Work request:
Your job with the data below is to output exactly the lines from the one holding "assert!(Envelope::<TestJob>::decode(&message, 3).is_err());" down to the one holding "let retry = RetryDecision::retry_after(30);", both included, and no others.

(Data extracts Opens)

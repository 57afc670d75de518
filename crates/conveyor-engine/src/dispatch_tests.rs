//! Tests for the per-delivery data model.

use super::*;
use bytes::Bytes;
use chrono::Utc;
use conveyor_transport::DeliveredMessage;
use serde::Deserialize;

#[derive(Debug, Clone, PartialEq, serde::Serialize, Deserialize)]
struct TestJob {
    tenant: String,
    #[serde(default)]
    rate_limited: bool,
}

impl WorkPayload for TestJob {
    fn tenant_key(&self) -> String {
        self.tenant.clone()
    }

    fn mark_rate_limited(&mut self) {
        self.rate_limited = true;
    }
}

fn delivery(body: &str, delivery_count: u32) -> DeliveredMessage {
    DeliveredMessage {
        message_id: conveyor_transport::MessageId::new(),
        body: Bytes::from(body.to_string()),
        token: DeliveryToken::new("token-1".to_string()).unwrap(),
        delivery_count,
        delivered_at: Utc::now(),
    }
}

mod envelope {
    use super::*;

    /// Verify a valid body decodes with its delivery metadata.
    #[test]
    fn test_decode_valid_payload() {
        let message = delivery(r#"{"tenant":"acme"}"#, 1);
        let envelope = Envelope::<TestJob>::decode(&message, 3).unwrap();

        assert_eq!(envelope.payload.tenant, "acme");
        assert_eq!(envelope.receive_count, 1);
        assert!(!envelope.last_attempt);
        assert_eq!(envelope.token.as_str(), "token-1");
    }

    /// Verify last_attempt flips once receive count reaches max_attempts.
    #[test]
    fn test_last_attempt_derivation() {
        let message = delivery(r#"{"tenant":"acme"}"#, 2);
        assert!(!Envelope::<TestJob>::decode(&message, 3).unwrap().last_attempt);

        let message = delivery(r#"{"tenant":"acme"}"#, 3);
        assert!(Envelope::<TestJob>::decode(&message, 3).unwrap().last_attempt);

        let message = delivery(r#"{"tenant":"acme"}"#, 4);
        assert!(Envelope::<TestJob>::decode(&message, 3).unwrap().last_attempt);
    }

    /// Verify an undecodable body is rejected.
    #[test]
    fn test_decode_invalid_payload() {
        let message = delivery("not json", 1);
        assert!(Envelope::<TestJob>::decode(&message, 3).is_err());
    }
}

mod verdicts {
    use super::*;

    /// Verify the retry decision constructors carry the right flags.
    #[test]
    fn test_retry_decision_constructors() {
        let retry = RetryDecision::retry_after(30);
        assert!(retry.retryable);
        assert_eq!(retry.retry_delay_seconds, Some(30));
        assert!(retry.is_failure);

        let abandon = RetryDecision::abandon();
        assert!(!abandon.retryable);
        assert_eq!(abandon.retry_delay_seconds, None);
        assert!(abandon.is_failure);

        let discard = RetryDecision::discard();
        assert!(!discard.retryable);
        assert!(!discard.is_failure);
    }

    /// Verify the rate limit verdict constructors.
    #[test]
    fn test_rate_limit_verdict_constructors() {
        let allowed = RateLimitVerdict::allowed();
        assert!(!allowed.exceeded);
        assert_eq!(allowed.cooldown_seconds, None);

        let exceeded = RateLimitVerdict::exceeded(123);
        assert!(exceeded.exceeded);
        assert_eq!(exceeded.cooldown_seconds, Some(123));
    }
}

mod payload {
    use super::*;

    /// Verify the rate-limited marker survives a serialization round trip.
    #[test]
    fn test_rate_limited_marker_round_trip() {
        let mut job = TestJob {
            tenant: "acme".to_string(),
            rate_limited: false,
        };
        job.mark_rate_limited();

        let body = serde_json::to_string(&job).unwrap();
        let decoded: TestJob = serde_json::from_str(&body).unwrap();
        assert!(decoded.rate_limited);
        assert_eq!(decoded.tenant, "acme");
    }
}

(Data extracts Closes)

Task response:
        assert!(Envelope::<TestJob>::decode(&message, 3).is_err());
    }
}

mod verdicts {
    use super::*;

    /// Verify the retry decision constructors carry the right flags.
    #[test]
    fn test_retry_decision_constructors() {
        let retry = RetryDecision::retry_after(30);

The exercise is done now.